Problem to work on
Give the number of lines in the material below that contain the word "push". No other content is needed.

Data to examine
use std::fmt;

use chrono::{DateTime, Utc};
use serde::{Deserialize, Serialize};
use serde_json::{Map, Value};
use tracing::warn;

use crate::{Error, Result};

/// Temperature stored as Celsius, the unit the Sensibo sensors report in.
#[derive(Debug, Clone, Copy, PartialEq, PartialOrd, Serialize, Deserialize)]
#[serde(transparent)]
pub struct Temperature(f64);

impl Temperature {
    pub fn from_celsius(c: f64) -> Self {
        Self(c)
    }

    pub fn celsius(&self) -> f64 {
        self.0
    }

    /// Fahrenheit, rounded to one decimal place.
    pub fn fahrenheit(&self) -> f64 {
        crate::format::fahrenheit(self.0)
    }
}

impl fmt::Display for Temperature {
    fn fmt(&self, f: &mut fmt::Formatter<'_>) -> fmt::Result {
        write!(f, "{:.1}\u{00b0}C", self.0)
    }
}

/// Opaque device UID as assigned by the API.
#[derive(Debug, Clone, PartialEq, Eq, Hash, PartialOrd, Ord, Serialize, Deserialize)]
#[serde(transparent)]
pub struct PodId(pub String);

impl PodId {
    pub fn new(id: impl Into<String>) -> Self {
        Self(id.into())
    }

    pub fn as_str(&self) -> &str {
        &self.0
    }
}

impl fmt::Display for PodId {
    fn fmt(&self, f: &mut fmt::Formatter<'_>) -> fmt::Result {
        f.write_str(&self.0)
    }
}

#[derive(Debug, Clone, PartialEq, Eq)]
pub struct Pod {
    pub id: PodId,
    pub name: String,
}

/// What to do when two pods report the same room name.
#[derive(Debug, Clone, Copy, PartialEq, Eq, Default)]
pub enum NameCollision {
    /// Keep the later UID under the name, at the earlier listing position.
    #[default]
    Overwrite,
    /// Fail with [`Error::DuplicateDevice`].
    Reject,
}

/// Room name to pod UID map, in API listing order.
#[derive(Debug, Clone, Default, PartialEq, Eq)]
pub struct PodDirectory {
    pods: Vec<Pod>,
}

impl PodDirectory {
    pub fn new() -> Self {
        Self::default()
    }

    /// Build a directory with [`NameCollision::Overwrite`] semantics.
    pub fn from_pairs<N, I>(pairs: impl IntoIterator<Item = (N, I)>) -> Self
    where
        N: Into<String>,
        I: Into<String>,
    {
        let mut dir = Self::new();
        for (name, id) in pairs {
            // overwrite never fails
            let _ = dir.insert(name, PodId::new(id), NameCollision::Overwrite);
        }
        dir
    }

    pub fn insert(
        &mut self,
        name: impl Into<String>,
        id: PodId,
        policy: NameCollision,
    ) -> Result<()> {
        let name = name.into();
        match self.pods.iter_mut().find(|p| p.name == name) {
            Some(existing) => match policy {
                NameCollision::Reject => Err(Error::DuplicateDevice(name)),
                NameCollision::Overwrite => {
                    warn!(name = %name, old = %existing.id, new = %id, "duplicate pod name, keeping later pod");
                    existing.id = id;
                    Ok(())
                }
            },
            None => {
                self.pods.push(Pod { id, name });
                Ok(())
            }
        }
    }

    pub fn get(&self, name: &str) -> Option<&PodId> {
        self.pods.iter().find(|p| p.name == name).map(|p| &p.id)
    }

    pub fn resolve(&self, name: &str) -> Result<&PodId> {
        self.get(name)
            .ok_or_else(|| Error::UnknownDevice(name.to_string()))
    }

    pub fn name_of(&self, id: &PodId) -> Option<&str> {
        self.pods
            .iter()
            .find(|p| &p.id == id)
            .map(|p| p.name.as_str())
    }

    pub fn first(&self) -> Option<&Pod> {
        self.pods.first()
    }

    pub fn iter(&self) -> impl Iterator<Item = &Pod> {
        self.pods.iter()
    }

    pub fn ids(&self) -> Vec<PodId> {
        self.pods.iter().map(|p| p.id.clone()).collect()
    }

    pub fn len(&self) -> usize {
        self.pods.len()
    }

    pub fn is_empty(&self) -> bool {
        self.pods.is_empty()
    }
}

/// Timestamp block attached to measurements and AC state records.
#[derive(Debug, Clone, Copy, PartialEq, Deserialize)]
#[serde(rename_all = "camelCase")]
pub struct ApiTime {
    pub time: DateTime<Utc>,
    #[serde(default)]
    pub seconds_ago: Option<i64>,
}

#[derive(Debug, Clone, PartialEq, Deserialize)]
pub struct Measurement {
    #[serde(default)]
    pub temperature: Option<Temperature>,
    #[serde(default)]
    pub humidity: Option<f64>,
    #[serde(default)]
    pub time: Option<ApiTime>,
}

impl Measurement {
    pub fn with_temperature(c: f64) -> Self {
        Self {
            temperature: Some(Temperature::from_celsius(c)),
            humidity: None,
            time: None,
        }
    }
}

#[derive(Debug, Clone, Copy, PartialEq, Eq, Serialize, Deserialize)]
#[serde(rename_all = "lowercase")]
pub enum AcMode {
    Cool,
    Heat,
    Fan,
    Dry,
    Auto,
}

impl AcMode {
    pub fn as_api_str(&self) -> &'static str {
        match self {
            AcMode::Cool => "cool",
            AcMode::Heat => "heat",
            AcMode::Fan => "fan",
            AcMode::Dry => "dry",
            AcMode::Auto => "auto",
        }
    }

    pub fn from_api_str(s: &str) -> Option<Self> {
        match s {
            "cool" => Some(AcMode::Cool),
            "heat" => Some(AcMode::Heat),
            "fan" => Some(AcMode::Fan),
            "dry" => Some(AcMode::Dry),
            "auto" => Some(AcMode::Auto),
            _ => None,
        }
    }
}

#[derive(Debug, Clone, Copy, PartialEq, Eq, Serialize, Deserialize)]
#[serde(rename_all = "snake_case")]
pub enum FanLevel {
    Quiet,
    Low,
    MediumLow,
    Medium,
    MediumHigh,
    High,
    Strong,
    Auto,
}

impl FanLevel {
    pub fn as_api_str(&self) -> &'static str {
        match self {
            FanLevel::Quiet => "quiet",
            FanLevel::Low => "low",
            FanLevel::MediumLow => "medium_low",
            FanLevel::Medium => "medium",
            FanLevel::MediumHigh => "medium_high",
            FanLevel::High => "high",
            FanLevel::Strong => "strong",
            FanLevel::Auto => "auto",
        }
    }

    pub fn from_api_str(s: &str) -> Option<Self> {
        match s {
            "quiet" => Some(FanLevel::Quiet),
            "low" => Some(FanLevel::Low),
            "medium_low" => Some(FanLevel::MediumLow),
            "medium" => Some(FanLevel::Medium),
            "medium_high" => Some(FanLevel::MediumHigh),
            "high" => Some(FanLevel::High),
            "strong" => Some(FanLevel::Strong),
            "auto" => Some(FanLevel::Auto),
            _ => None,
        }
    }
}

/// Controllable configuration of an AC unit.
///
/// Fields the crate does not model (swing, light, ...) are kept in `extra`
/// so that a state read from the API can be sent back unchanged.
#[derive(Debug, Clone, PartialEq, Serialize, Deserialize)]
#[serde(rename_all = "camelCase")]
pub struct AcState {
    pub on: bool,
    pub mode: AcMode,
    #[serde(default, skip_serializing_if = "Option::is_none")]
    pub target_temperature: Option<i32>,
    #[serde(default, skip_serializing_if = "Option::is_none")]
    pub fan_level: Option<FanLevel>,
    #[serde(default, skip_serializing_if = "Option::is_none")]
    pub temperature_unit: Option<String>,
    #[serde(flatten)]
    pub extra: Map<String, Value>,
}

impl AcState {
    pub fn new(on: bool, target_temperature: i32, mode: AcMode, fan_level: FanLevel) -> Self {
        Self {
            on,
            mode,
            target_temperature: Some(target_temperature),
            fan_level: Some(fan_level),
            temperature_unit: None,
            extra: Map::new(),
        }
    }

    pub fn apply(&mut self, change: &AcChange) {
        match *change {
            AcChange::On(on) => self.on = on,
            AcChange::Mode(mode) => self.mode = mode,
            AcChange::TargetTemperature(t) => self.target_temperature = Some(t),
            AcChange::FanLevel(level) => self.fan_level = Some(level),
        }
    }

    /// Modelled fields that differ from `previous`, expressed as changes
    /// that would turn `previous` into `self`.
    pub fn changes_from(&self, previous: &AcState) -> Vec<AcChange> {
        let mut changes = Vec::new();
        if self.on != previous.on {
            changes.push(AcChange::On(self.on));
        }
        if self.mode != previous.mode {
            changes.push(AcChange::Mode(self.mode));
        }
        if let Some(t) = self.target_temperature
            && previous.target_temperature != Some(t)
        {
            changes.push(AcChange::TargetTemperature(t));
        }
        if let Some(level) = self.fan_level
            && previous.fan_level != Some(level)
        {
            changes.push(AcChange::FanLevel(level));
        }
        changes
    }
}

/// A single-property AC state change, as sent by the PATCH endpoint.
#[derive(Debug, Clone, Copy, PartialEq, Eq)]
pub enum AcChange {
    On(bool),
    Mode(AcMode),
    TargetTemperature(i32),
    FanLevel(FanLevel),
}

impl AcChange {
    pub fn property(&self) -> &'static str {
        match self {
            AcChange::On(_) => "on",
            AcChange::Mode(_) => "mode",
            AcChange::TargetTemperature(_) => "targetTemperature",
            AcChange::FanLevel(_) => "fanLevel",
        }
    }

    pub fn value(&self) -> Value {
        match self {
            AcChange::On(on) => Value::Bool(*on),
            AcChange::Mode(mode) => Value::String(mode.as_api_str().to_string()),
            AcChange::TargetTemperature(t) => Value::from(*t),
            AcChange::FanLevel(level) => Value::String(level.as_api_str().to_string()),
        }
    }
}

impl fmt::Display for AcChange {
    fn fmt(&self, f: &mut fmt::Formatter<'_>) -> fmt::Result {
        write!(f, "{}={}", self.property(), self.value())
    }
}

/// One entry of a pod's AC state history.
#[derive(Debug, Clone, PartialEq, Deserialize)]
#[serde(rename_all = "camelCase")]
pub struct AcStateRecord {
    #[serde(default)]
    pub status: String,
    #[serde(default)]
    pub reason: String,
    pub ac_state: AcState,
    #[serde(default)]
    pub time: Option<ApiTime>,
    #[serde(default)]
    pub changed_properties: Vec<String>,
}

impl AcStateRecord {
    pub fn succeeded(&self) -> bool {
        self.status == "Success"
    }
}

Answer section
5